Podczas wczorajszego spotkania premiera RP Mateusza Morawieckiego z samorządowcami w Miasteczku Galicyjskim w Nowym Sączu, starosta nowosądecki Marek Kwiatkowski rozmawiał z szefem rządu pytanie o budowie nowej drogi łączącej Sądecczyznę z Brzeskiem i autostradą A4. W rozmowie ze starostą premier zaproponował rozwiązanie: zaprojektować drogę tylko do granic Czchowa.

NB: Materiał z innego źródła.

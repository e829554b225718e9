// SPDX-License-Identifier: PMPL-1.0-or-later
// Copyright (c) 2026 Jonathan D.A. Jewell (hyperpolymath) <jonathan.jewell@open.ac.uk>
//
// Tool configuration and the on-disk layout of an output tree.
//
// All file addressing (segment index -> path) lives in `NamingScheme` so the
// segmenter, the merger, and whatever external agent fills `translations/`
// agree on a single policy.

use std::path::{Path, PathBuf};

use serde::{Deserialize, Serialize};

use crate::error::{Result, SegwerkError};

/// Default number of lines per segment.
pub const DEFAULT_SEGMENT_SIZE: usize = 1000;

/// Default root of the output tree.
pub const DEFAULT_OUTPUT_DIR: &str = "output";

/// Persistent tool settings.
#[derive(Debug, Clone, PartialEq, Eq, Serialize, Deserialize)]
#[serde(default)]
pub struct SegwerkConfig {
    /// Root of the output tree.
    pub output_dir: PathBuf,
    /// Lines per segment.
    pub segment_size: usize,
    /// Optional cap on the number of segments (truncates the source).
    pub max_segments: Option<usize>,
    /// File naming policy inside the output tree.
    pub naming: NamingScheme,
}

impl Default for SegwerkConfig {
    fn default() -> Self {
        Self {
            output_dir: PathBuf::from(DEFAULT_OUTPUT_DIR),
            segment_size: DEFAULT_SEGMENT_SIZE,
            max_segments: None,
            naming: NamingScheme::default(),
        }
    }
}

impl SegwerkConfig {
    /// Load settings from a JSON file. Missing fields take their defaults.
    pub fn load(path: impl AsRef<Path>) -> Result<Self> {
        let path = path.as_ref();
        if !path.exists() {
            return Err(SegwerkError::not_found(path));
        }
        let raw = std::fs::read_to_string(path)?;
        Ok(serde_json::from_str(&raw)?)
    }

    /// The output tree described by these settings.
    pub fn layout(&self) -> OutputLayout {
        OutputLayout::with_naming(&self.output_dir, self.naming.clone())
    }
}

/// How files inside the output tree are named.
#[derive(Debug, Clone, PartialEq, Eq, Serialize, Deserialize)]
#[serde(default)]
pub struct NamingScheme {
    /// Prefix for raw segment files (`segment_` -> `segment_3.md`).
    pub segment_prefix: String,
    /// Prefix for translated counterparts.
    pub counterpart_prefix: String,
    /// Prefix for the merged document, followed by the source base name.
    pub final_prefix: String,
    /// Extension shared by segment, counterpart, and merged files.
    pub extension: String,
    /// File name of the segmentation record.
    pub metadata_file: String,
}

impl Default for NamingScheme {
    fn default() -> Self {
        Self {
            segment_prefix: "segment_".into(),
            counterpart_prefix: "translated_segment_".into(),
            final_prefix: "complete_translated_".into(),
            extension: "md".into(),
            metadata_file: "segments_info.json".into(),
        }
    }
}

impl NamingScheme {
    pub fn segment_file_name(&self, index: usize) -> String {
        format!("{}{}.{}", self.segment_prefix, index, self.extension)
    }

    pub fn counterpart_file_name(&self, index: usize) -> String {
        format!("{}{}.{}", self.counterpart_prefix, index, self.extension)
    }

    pub fn final_file_name(&self, base_name: &str) -> String {
        format!("{}{}.{}", self.final_prefix, base_name, self.extension)
    }
}

/// The directory tree shared by a segment run, the external translator, and
/// a merge run.
///
/// ```text
/// <root>/segments/segment_<i>.md
/// <root>/translations/translated_segment_<i>.md
/// <root>/metadata/segments_info.json
/// <root>/final/complete_translated_<base>.md
/// ```
#[derive(Debug, Clone, PartialEq, Eq)]
pub struct OutputLayout {
    root: PathBuf,
    naming: NamingScheme,
}

impl OutputLayout {
    /// Layout rooted at `root` with the default naming scheme.
    pub fn new(root: impl Into<PathBuf>) -> Self {
        Self::with_naming(root, NamingScheme::default())
    }

    pub fn with_naming(root: impl Into<PathBuf>, naming: NamingScheme) -> Self {
        Self {
            root: root.into(),
            naming,
        }
    }

    pub fn root(&self) -> &Path {
        &self.root
    }

    pub fn naming(&self) -> &NamingScheme {
        &self.naming
    }

    pub fn segments_dir(&self) -> PathBuf {
        self.root.join("segments")
    }

    pub fn translations_dir(&self) -> PathBuf {
        self.root.join("translations")
    }

    pub fn metadata_dir(&self) -> PathBuf {
        self.root.join("metadata")
    }

    pub fn final_dir(&self) -> PathBuf {
        self.root.join("final")
    }

    /// Path of the raw slice for segment `index` (1-based).
    pub fn segment_path(&self, index: usize) -> PathBuf {
        self.segments_dir().join(self.naming.segment_file_name(index))
    }

    /// Path where the external translator deposits segment `index`.
    pub fn counterpart_path(&self, index: usize) -> PathBuf {
        self.translations_dir()
            .join(self.naming.counterpart_file_name(index))
    }

    pub fn metadata_path(&self) -> PathBuf {
        self.metadata_dir().join(&self.naming.metadata_file)
    }

    /// Path of the merged document for a source with the given base name.
    pub fn final_path(&self, base_name: &str) -> PathBuf {
        self.final_dir().join(self.naming.final_file_name(base_name))
    }

    /// Create every directory of the tree. Safe to call on an existing tree.
    pub fn ensure_dirs(&self) -> Result<()> {
        for dir in [
            self.segments_dir(),
            self.translations_dir(),
            self.final_dir(),
            self.metadata_dir(),
        ] {
            std::fs::create_dir_all(&dir)?;
        }
        Ok(())
    }
}
// SPDX-License-Identifier: PMPL-1.0-or-later
// Copyright (c) 2026 Jonathan D.A. Jewell (hyperpolymath) <jonathan.jewell@open.ac.uk>
//
// Subcommand execution. Progress and results go to stdout; diagnostics go
// through `tracing` (stderr).

use std::io::Write;
use std::path::PathBuf;

use segwerk_core::{MergeReport, Result, SegmentationMetadata, SegwerkConfig};
use segwerk_document::pdf::reader::derived_text_path;
use segwerk_document::{Merger, PdfTextExtractor, Segmenter};

use crate::cli::{Cli, Command, ExtractArgs, MergeArgs, SegmentArgs};

/// Run the parsed command line.
pub fn run(cli: Cli) -> Result<()> {
    let config = cli.load_config()?;
    match cli.command {
        Command::Segment(args) => {
            let metadata = segment(&args, config)?;
            println!("\nSegmented into {} segments.", metadata.num_segments);
        }
        Command::Merge(args) => {
            let report = merge(&args, config)?;
            for missing in &report.missing {
                eprintln!(
                    "warning: no translation for segment {} (lines {}-{}) at {}, skipped",
                    missing.index,
                    missing.start_line,
                    missing.end_line,
                    missing.expected_path.display()
                );
            }
            println!("\nMerged document: {}", report.output_path.display());
        }
        Command::Extract(args) => extract(&args)?,
    }
    Ok(())
}

/// `segwerk segment`: flags override the settings file.
pub fn segment(args: &SegmentArgs, mut config: SegwerkConfig) -> Result<SegmentationMetadata> {
    if let Some(dir) = &args.output_dir {
        config.output_dir = dir.clone();
    }
    if let Some(size) = args.segment_size {
        config.segment_size = size;
    }
    if args.max_segments.is_some() {
        config.max_segments = args.max_segments;
    }

    println!("Segmenting {}", args.input.display());
    let segmenter = Segmenter::new(config.layout());
    let metadata = segmenter.segment(&args.input, config.segment_size, config.max_segments)?;

    println!(
        "{} lines, {} segments of up to {} lines ({} lines processed)",
        metadata.total_lines,
        metadata.num_segments,
        metadata.segment_size,
        metadata.processed_lines()
    );
    for segment in &metadata.segments {
        println!(
            "  segment {}: lines {}-{} -> {}",
            segment.index, segment.start_line, segment.end_line, segment.file
        );
    }
    println!(
        "Segmentation record: {}",
        segmenter.layout().metadata_path().display()
    );
    println!(
        "Place translations in: {}",
        segmenter.layout().translations_dir().display()
    );
    Ok(metadata)
}

/// `segwerk merge`.
pub fn merge(args: &MergeArgs, mut config: SegwerkConfig) -> Result<MergeReport> {
    if let Some(dir) = &args.output_dir {
        config.output_dir = dir.clone();
    }
    let merger = Merger::new(config.layout());
    merger.merge(args.input.as_deref())
}

/// `segwerk extract`: text goes to stdout unless `--output` or `--save`.
pub fn extract(args: &ExtractArgs) -> Result<()> {
    let extractor = PdfTextExtractor::open(&args.input)?;
    let text = extractor.extract_range(&args.pages)?;

    let target: Option<PathBuf> = match (&args.output, args.save) {
        (Some(path), _) => Some(path.clone()),
        (None, true) => Some(derived_text_path(&args.input)),
        (None, false) => None,
    };

    match target {
        Some(path) => {
            std::fs::write(&path, text.as_bytes())?;
            println!("Extracted text written to {}", path.display());
        }
        None => {
            let mut stdout = std::io::stdout().lock();
            stdout.write_all(text.as_bytes())?;
            stdout.flush()?;
        }
    }
    Ok(())
}
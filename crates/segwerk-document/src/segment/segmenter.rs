// SPDX-License-Identifier: PMPL-1.0-or-later
// Copyright (c) 2026 Jonathan D.A. Jewell (hyperpolymath) <jonathan.jewell@open.ac.uk>
//
// Segmenter: split a text document into fixed-size, line-aligned segment
// files and record the partition for a later merge run.
//
// Splitting is purely line-count based. A segment cap truncates the source
// (trailing lines are never segmented) rather than growing the segments.

use std::ops::Range;
use std::path::Path;

use segwerk_core::{
    METADATA_VERSION, OutputLayout, Result, SegmentDescriptor, SegmentationMetadata, SegwerkError,
};
use tracing::{debug, info, instrument, warn};

use super::store::save_metadata;

/// Splits documents into segment files inside an [`OutputLayout`].
pub struct Segmenter {
    layout: OutputLayout,
}

impl Segmenter {
    pub fn new(layout: OutputLayout) -> Self {
        Self { layout }
    }

    pub fn layout(&self) -> &OutputLayout {
        &self.layout
    }

    /// Segment the document at `input` into chunks of `segment_size` lines.
    ///
    /// Writes one file per segment, then the segmentation record. The record
    /// is written last, so a failed run never leaves a fresh record pointing
    /// at missing segment files. Running twice with the same arguments
    /// produces byte-identical output.
    #[instrument(
        skip_all,
        fields(
            input = %input.as_ref().display(),
            segment_size = segment_size,
            max_segments = ?max_segments
        )
    )]
    pub fn segment(
        &self,
        input: impl AsRef<Path>,
        segment_size: usize,
        max_segments: Option<usize>,
    ) -> Result<SegmentationMetadata> {
        let input = input.as_ref();
        let text = read_document(input)?;
        let lines = split_lines(&text);
        let total_lines = lines.len();
        info!(total_lines, "Analysing document");

        if total_lines == 0 {
            return Err(SegwerkError::EmptyDocument {
                path: input.to_path_buf(),
            });
        }

        let plan = plan_segments(total_lines, segment_size, max_segments)?;
        let processed = plan.last().map(|range| range.end).unwrap_or(0);
        if processed < total_lines {
            warn!(
                kept = processed,
                dropped = total_lines - processed,
                "segment cap reached; trailing lines will not be segmented"
            );
        }

        self.layout.ensure_dirs()?;

        let mut segments = Vec::with_capacity(plan.len());
        for (position, range) in plan.iter().enumerate() {
            let index = position + 1;
            let path = self.layout.segment_path(index);
            std::fs::write(&path, lines[range.clone()].concat())?;

            debug!(
                index,
                start_line = range.start + 1,
                end_line = range.end,
                "segment written"
            );

            segments.push(SegmentDescriptor {
                index,
                file: path.display().to_string(),
                start_line: range.start + 1,
                end_line: range.end,
                line_count: range.len(),
            });
        }

        let metadata = SegmentationMetadata {
            version: METADATA_VERSION,
            source_file: input.display().to_string(),
            total_lines,
            num_segments: segments.len(),
            segment_size,
            segments,
        };
        save_metadata(self.layout.metadata_path(), &metadata)?;

        info!(
            segments = metadata.num_segments,
            processed_lines = processed,
            "Segmentation complete"
        );
        Ok(metadata)
    }
}

/// Read a whole document as UTF-8 text.
fn read_document(path: &Path) -> Result<String> {
    let bytes = match std::fs::read(path) {
        Ok(bytes) => bytes,
        Err(err) if err.kind() == std::io::ErrorKind::NotFound => {
            return Err(SegwerkError::not_found(path));
        }
        Err(err) => return Err(err.into()),
    };
    String::from_utf8(bytes).map_err(|source| SegwerkError::Decode {
        path: path.to_path_buf(),
        source,
    })
}

/// Split `text` into lines, each keeping its own terminator. The final line
/// may lack one.
pub fn split_lines(text: &str) -> Vec<&str> {
    text.split_inclusive('\n').collect()
}

/// Compute the 0-based, half-open line ranges of each segment.
///
/// `ceil(total_lines / segment_size)` segments, reduced to `max_segments`
/// when a cap is given. Every range but the last spans exactly
/// `segment_size` lines.
pub fn plan_segments(
    total_lines: usize,
    segment_size: usize,
    max_segments: Option<usize>,
) -> Result<Vec<Range<usize>>> {
    if segment_size == 0 {
        return Err(SegwerkError::InvalidArgument(
            "segment size must be at least 1 line".into(),
        ));
    }
    if max_segments == Some(0) {
        return Err(SegwerkError::InvalidArgument(
            "max segments must be at least 1".into(),
        ));
    }

    let mut count = total_lines.div_ceil(segment_size);
    if let Some(cap) = max_segments {
        count = count.min(cap);
    }

    Ok((0..count)
        .map(|i| {
            let start = i * segment_size;
            start..((i + 1) * segment_size).min(total_lines)
        })
        .collect())
}
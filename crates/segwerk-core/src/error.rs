// SPDX-License-Identifier: PMPL-1.0-or-later
// Copyright (c) 2026 Jonathan D.A. Jewell (hyperpolymath) <jonathan.jewell@open.ac.uk>
//
// Unified error types for Segwerk.

use std::path::PathBuf;

use thiserror::Error;

/// Top-level error type for all Segwerk operations.
///
/// Every variant is fatal for the operation in progress. Recoverable
/// conditions (a missing translated counterpart, a malformed page-range
/// token) are reported through return values instead.
#[derive(Debug, Error)]
pub enum SegwerkError {
    // -- Input / lookup --
    #[error("file not found: {}", path.display())]
    NotFound { path: PathBuf },

    #[error("{} is not valid UTF-8 text: {source}", path.display())]
    Decode {
        path: PathBuf,
        #[source]
        source: std::string::FromUtf8Error,
    },

    #[error("{} contains no lines to segment", path.display())]
    EmptyDocument { path: PathBuf },

    #[error("invalid argument: {0}")]
    InvalidArgument(String),

    // -- Metadata --
    /// No segment run has written a record at `path` yet.
    #[error("segmentation record not found: {}", path.display())]
    RecordNotFound { path: PathBuf },

    #[error("segmentation metadata is inconsistent: {0}")]
    InvalidMetadata(String),

    // -- Documents --
    #[error("PDF operation failed: {0}")]
    Pdf(String),

    // -- Storage / persistence --
    #[error("file I/O error: {0}")]
    Io(#[from] std::io::Error),

    #[error("serialization error: {0}")]
    Serialization(#[from] serde_json::Error),
}

impl SegwerkError {
    /// Build a `NotFound` error for `path`.
    pub fn not_found(path: impl Into<PathBuf>) -> Self {
        Self::NotFound { path: path.into() }
    }

    /// True for both a missing input file and a missing segmentation record.
    pub fn is_not_found(&self) -> bool {
        matches!(self, Self::NotFound { .. } | Self::RecordNotFound { .. })
    }
}

/// Alias used throughout the codebase.
pub type Result<T> = std::result::Result<T, SegwerkError>;
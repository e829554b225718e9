// SPDX-License-Identifier: PMPL-1.0-or-later
// Copyright (c) 2026 Jonathan D.A. Jewell (hyperpolymath) <jonathan.jewell@open.ac.uk>
//
// PDF text extractor: pull plain text out of existing PDF documents, page by
// page, using the `lopdf` crate. The output is the usual input of a segment
// run.

use std::path::{Path, PathBuf};

use lopdf::Document;
use segwerk_core::{Result, SegwerkError};
use tracing::{debug, info, instrument};

use super::page_range::{PageSelection, parse_page_range};

/// Extracts plain text from a PDF document.
pub struct PdfTextExtractor {
    /// The underlying lopdf document.
    document: Document,
    /// Source path, if opened from a file (useful for diagnostics).
    source_path: Option<String>,
}

impl PdfTextExtractor {
    // -- Construction ---------------------------------------------------------

    /// Open a PDF from the filesystem.
    #[instrument(skip_all, fields(path = %path.as_ref().display()))]
    pub fn open(path: impl AsRef<Path>) -> Result<Self> {
        let path_ref = path.as_ref();
        if !path_ref.exists() {
            return Err(SegwerkError::not_found(path_ref));
        }
        info!("Opening PDF: {}", path_ref.display());

        let document = Document::load(path_ref).map_err(|err| {
            SegwerkError::Pdf(format!("failed to open {}: {}", path_ref.display(), err))
        })?;

        debug!(pages = document.get_pages().len(), "PDF loaded");

        Ok(Self {
            document,
            source_path: Some(path_ref.display().to_string()),
        })
    }

    /// Create an extractor from raw PDF bytes already in memory.
    #[instrument(skip_all, fields(bytes_len = data.len()))]
    pub fn from_bytes(data: &[u8]) -> Result<Self> {
        let document = Document::load_mem(data).map_err(|err| {
            SegwerkError::Pdf(format!("failed to load PDF from memory: {}", err))
        })?;

        debug!(pages = document.get_pages().len(), "PDF loaded from bytes");

        Ok(Self {
            document,
            source_path: None,
        })
    }

    // -- Inspection -----------------------------------------------------------

    /// Number of pages in the document.
    pub fn page_count(&self) -> Result<u32> {
        page_count_u32(self.document.get_pages().len())
    }

    /// Return the source path if the extractor was created via [`PdfTextExtractor::open`].
    pub fn source_path(&self) -> Option<&str> {
        self.source_path.as_deref()
    }

    // -- Extraction -----------------------------------------------------------

    /// Plain text of a single 1-indexed page.
    pub fn page_text(&self, page_number: u32) -> Result<String> {
        self.document.extract_text(&[page_number]).map_err(|err| {
            SegwerkError::Pdf(format!("failed to extract page {}: {}", page_number, err))
        })
    }

    /// Extract the selected pages in ascending order.
    ///
    /// Each page becomes a block `"\n===== Page <n> =====\n<text>"`; blocks
    /// are joined with a newline.
    #[instrument(skip_all, fields(pages = self.document.get_pages().len()))]
    pub fn extract(&self, selection: &PageSelection) -> Result<String> {
        let mut blocks = Vec::new();
        for page_number in self.document.get_pages().into_keys() {
            if !selection.includes(page_number) {
                continue;
            }
            let text = self.page_text(page_number)?;
            blocks.push(format!("\n===== Page {} =====\n{}", page_number, text));
        }

        info!(extracted = blocks.len(), "PDF text extracted");
        Ok(blocks.join("\n"))
    }

    /// Parse `page_range` against this document and extract the result.
    pub fn extract_range(&self, page_range: &str) -> Result<String> {
        let selection = parse_page_range(page_range, self.page_count()?);
        self.extract(&selection)
    }
}

/// PDF page numbers are `u32`; a larger page tree cannot be addressed.
fn page_count_u32(pages: usize) -> Result<u32> {
    u32::try_from(pages)
        .map_err(|_| SegwerkError::Pdf(format!("page count {} exceeds u32 range", pages)))
}

/// Where `extract --save` writes text for `input`: same directory and stem,
/// `.txt` extension.
pub fn derived_text_path(input: impl AsRef<Path>) -> PathBuf {
    input.as_ref().with_extension("txt")
}

#[cfg(test)]
mod tests {
    use super::*;
    use lopdf::content::{Content, Operation};
    use lopdf::{Object, Stream, dictionary};

    /// Helper: build a PDF with one line of Courier text per entry of `pages`.
    fn pdf_with_pages(pages: &[&str]) -> Vec<u8> {
        let mut doc = Document::with_version("1.5");
        let pages_id = doc.new_object_id();
        let font_id = doc.add_object(dictionary! {
            "Type" => "Font",
            "Subtype" => "Type1",
            "BaseFont" => "Courier",
            "Encoding" => "WinAnsiEncoding",
        });
        let resources_id = doc.add_object(dictionary! {
            "Font" => dictionary! { "F1" => font_id },
        });

        let mut kids = Vec::new();
        for text in pages {
            let content = Content {
                operations: vec![
                    Operation::new("BT", vec![]),
                    Operation::new("Tf", vec!["F1".into(), Object::Integer(24)]),
                    Operation::new("Td", vec![Object::Integer(72), Object::Integer(700)]),
                    Operation::new("Tj", vec![Object::string_literal(*text)]),
                    Operation::new("ET", vec![]),
                ],
            };
            let content_id = doc.add_object(Stream::new(
                dictionary! {},
                content.encode().expect("encode content"),
            ));
            let page_id = doc.add_object(dictionary! {
                "Type" => "Page",
                "Parent" => pages_id,
                "Contents" => content_id,
                "Resources" => resources_id,
            });
            kids.push(Object::Reference(page_id));
        }

        let count = kids.len() as i64;
        doc.objects.insert(
            pages_id,
            Object::Dictionary(dictionary! {
                "Type" => "Pages",
                "Kids" => kids,
                "Count" => count,
                "MediaBox" => vec![0.into(), 0.into(), 595.into(), 842.into()],
            }),
        );
        let catalog_id = doc.add_object(dictionary! {
            "Type" => "Catalog",
            "Pages" => pages_id,
        });
        doc.trailer.set("Root", catalog_id);

        let mut bytes = Vec::new();
        doc.save_to(&mut bytes).expect("save pdf");
        bytes
    }

    #[test]
    fn counts_pages() {
        let extractor =
            PdfTextExtractor::from_bytes(&pdf_with_pages(&["one", "two", "three"])).expect("load");
        assert_eq!(extractor.page_count().expect("page count"), 3);
        assert_eq!(extractor.source_path(), None);
    }

    #[test]
    fn extracts_every_page_with_markers() {
        let extractor =
            PdfTextExtractor::from_bytes(&pdf_with_pages(&["alpha", "beta"])).expect("load");
        let text = extractor.extract(&PageSelection::All).expect("extract");

        assert!(text.starts_with("\n===== Page 1 =====\n"));
        assert!(text.contains("\n===== Page 2 =====\n"));
        assert!(text.contains("alpha"));
        assert!(text.find("alpha") < text.find("beta"));
    }

    #[test]
    fn page_range_filters_pages() {
        let extractor = PdfTextExtractor::from_bytes(&pdf_with_pages(&["alpha", "beta", "gamma"]))
            .expect("load");
        let text = extractor.extract_range("1,3").expect("extract");

        assert!(text.contains("===== Page 1 ====="));
        assert!(!text.contains("===== Page 2 ====="));
        assert!(text.contains("===== Page 3 ====="));
        assert!(!text.contains("beta"));
    }

    #[test]
    fn range_selecting_nothing_extracts_everything() {
        let extractor =
            PdfTextExtractor::from_bytes(&pdf_with_pages(&["alpha", "beta"])).expect("load");
        let filtered = extractor.extract_range("20").expect("extract");
        let all = extractor.extract(&PageSelection::All).expect("extract");
        assert_eq!(filtered, all);
    }

    #[test]
    fn page_count_beyond_u32_is_a_pdf_error() {
        assert_eq!(page_count_u32(7).expect("fits"), 7);
        assert_eq!(page_count_u32(u32::MAX as usize).expect("fits"), u32::MAX);

        #[cfg(target_pointer_width = "64")]
        {
            let err = page_count_u32(u32::MAX as usize + 1).unwrap_err();
            assert!(matches!(err, SegwerkError::Pdf(ref msg) if msg.contains("exceeds u32")));
        }
    }

    #[test]
    fn open_missing_file_is_not_found() {
        let err = PdfTextExtractor::open("/no/such/file.pdf").err().expect("error");
        assert!(matches!(err, SegwerkError::NotFound { .. }));
    }

    #[test]
    fn open_reads_from_disk() {
        let tmp = tempfile::tempdir().expect("tempdir");
        let path = tmp.path().join("report.pdf");
        std::fs::write(&path, pdf_with_pages(&["alpha"])).expect("write pdf");

        let extractor = PdfTextExtractor::open(&path).expect("open");
        assert_eq!(extractor.page_count().expect("page count"), 1);
        assert!(extractor.source_path().is_some());
    }

    #[test]
    fn garbage_bytes_are_a_pdf_error() {
        let err = PdfTextExtractor::from_bytes(b"definitely not a pdf")
            .err()
            .expect("error");
        assert!(matches!(err, SegwerkError::Pdf(_)));
    }

    #[test]
    fn derived_path_swaps_extension() {
        assert_eq!(
            derived_text_path("docs/report.pdf"),
            PathBuf::from("docs/report.txt")
        );
    }
}
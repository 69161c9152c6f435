//! # invoice2sheets
//!
//! Extract named fields from invoice images and PDFs with query-based OCR,
//! and append them to a spreadsheet.
//!
//! ## Why queries?
//!
//! Invoices put the same facts (tax id, total, issue date) in a different
//! place on every layout. Instead of parsing raw OCR text, each page is sent
//! to a document-analysis service together with a fixed list of questions
//! ("What is the invoice number?"), and the service answers each one. The
//! answers become one field map per page, keyed by the question's alias.
//!
//! ## Pipeline Overview
//!
//! ```text
//! upload (PDF / PNG / JPEG / TIFF)
//!  │
//!  ├─ 1. Input    resolve media type (declared or sniffed)
//!  ├─ 2. Render   PDF → one PNG per page via pdfium (spawn_blocking)
//!  ├─ 3. Extract  one AnalyzeDocument QUERIES call per page, bounded fan-out
//!  ├─ 4. Output   field maps assembled in page order
//!  └─ 5. Sheets   optional: one row per map, values.append
//! ```
//!
//! ## Quick Start
//!
//! ```rust,no_run
//! use invoice2sheets::{Document, DocumentProcessor, ProcessingConfig, TextractClient};
//! use std::sync::Arc;
//! use std::time::Duration;
//!
//! #[tokio::main]
//! async fn main() -> Result<(), Box<dyn std::error::Error>> {
//!     // Region and credentials from the default AWS chain
//!     let textract = TextractClient::from_env(Duration::from_secs(60)).await?;
//!     let config = ProcessingConfig::default();
//!     let processor = DocumentProcessor::new(Arc::new(textract), &config);
//!
//!     let bytes = std::fs::read("invoice.pdf")?;
//!     let document = Document::new(bytes, Some("application/pdf"), None)?;
//!     let result = processor.process(document).await?;
//!     println!("{}", serde_json::to_string_pretty(&result)?);
//!     Ok(())
//! }
//! ```
//!
//! ## Feature Flags
//!
//! | Feature | Default | Description |
//! |---------|---------|-------------|
//! | `cli`   | on      | Enables the `invoice2sheets` binary (clap + anyhow + tracing-subscriber + indicatif) |
//!
//! Disable `cli` when embedding the library or the router in another service:
//! ```toml
//! invoice2sheets = { version = "0.1", default-features = false }
//! ```

// ── Modules ──────────────────────────────────────────────────────────────

pub mod api;
pub mod config;
pub mod error;
pub mod output;
pub mod pipeline;
pub mod process;
pub mod progress;
pub mod queries;
pub mod services;
pub mod sheets;

// ── Re-exports ───────────────────────────────────────────────────────────

pub use config::{
    PairingStrategy, ProcessingConfig, ProcessingConfigBuilder, ServerConfig, SheetsConfig,
};
pub use error::{ErrorKind, InvoiceError, ServiceError};
pub use output::{DocumentResult, ExtractionResult, FieldMap};
pub use pipeline::input::{Document, MediaType, Page};
pub use process::DocumentProcessor;
pub use progress::{ExtractionProgressCallback, NoopProgressCallback, ProgressCallback};
pub use queries::{FieldQuery, FieldQuerySet, QueryError};
pub use services::{
    AnalysisService, GoogleSheetsClient, ServiceAccountTokenProvider, SheetService,
    TextractClient,
};
pub use sheets::{AppendOutcome, SheetAppender};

– O budowie „Sądeczanki” głośno się mówi, natomiast nie ma konkretów – mówi starosta Marek Kwiatkowski. – Wiemy, że są różne przeszkody, w tym brak zgody mieszkańców jednej z małopolskich gmin na przebieg drogi przez ich teren. Tymczasem „Sądeczanka” zapewniłaby o wiele większy i szybszy rozwój gospodarczy naszego regionu. Pan premier wie o braku zgody jednej z gmin i stwierdził, aby rozpocząć projektowanie trasy jednocześnie od Brzeska do granicy tej gminy z jednej strony i od Nowego Sącza do granicy tej gminy z drugiej strony. Być może wtedy presja osób, które potrzebują tej trasy będzie tak duża, że zmieni się stanowisko mieszkańców tej jednej gminy.
Najbardziej zdeterminowani w protestach są mieszkańcy Tymowej w gminie Czchów. Zdecydowali się powołać stowarzyszenie. „Jego głównym zadaniem będzie walka o nasze lepsze jutro. O utrzymanie naszych ziem, gospodarstw, domów i otaczającej nas przyrody oraz utrzymanie wariantu samorządowego budowy nowej drogi. Nie ma zgody na przecięcie Tymowej na pół” – piszą.
Do decyzji o uwarunkowaniach środowiskowych wytypowano trzy warianty przebiegu trasy: wariant „C’ do którego przekonuje GDDKiA, wariant „A”, do którego przekonują samorządowcy i jako trzeci – wariant „F”. Można je prześledzić na mapie pod tekstem.
Wariant „C” wymaga wyburzeń aż 369 budynków. Zaproponowany przez samorządowców wariant „A” wymagałby o 224 wyburzeń.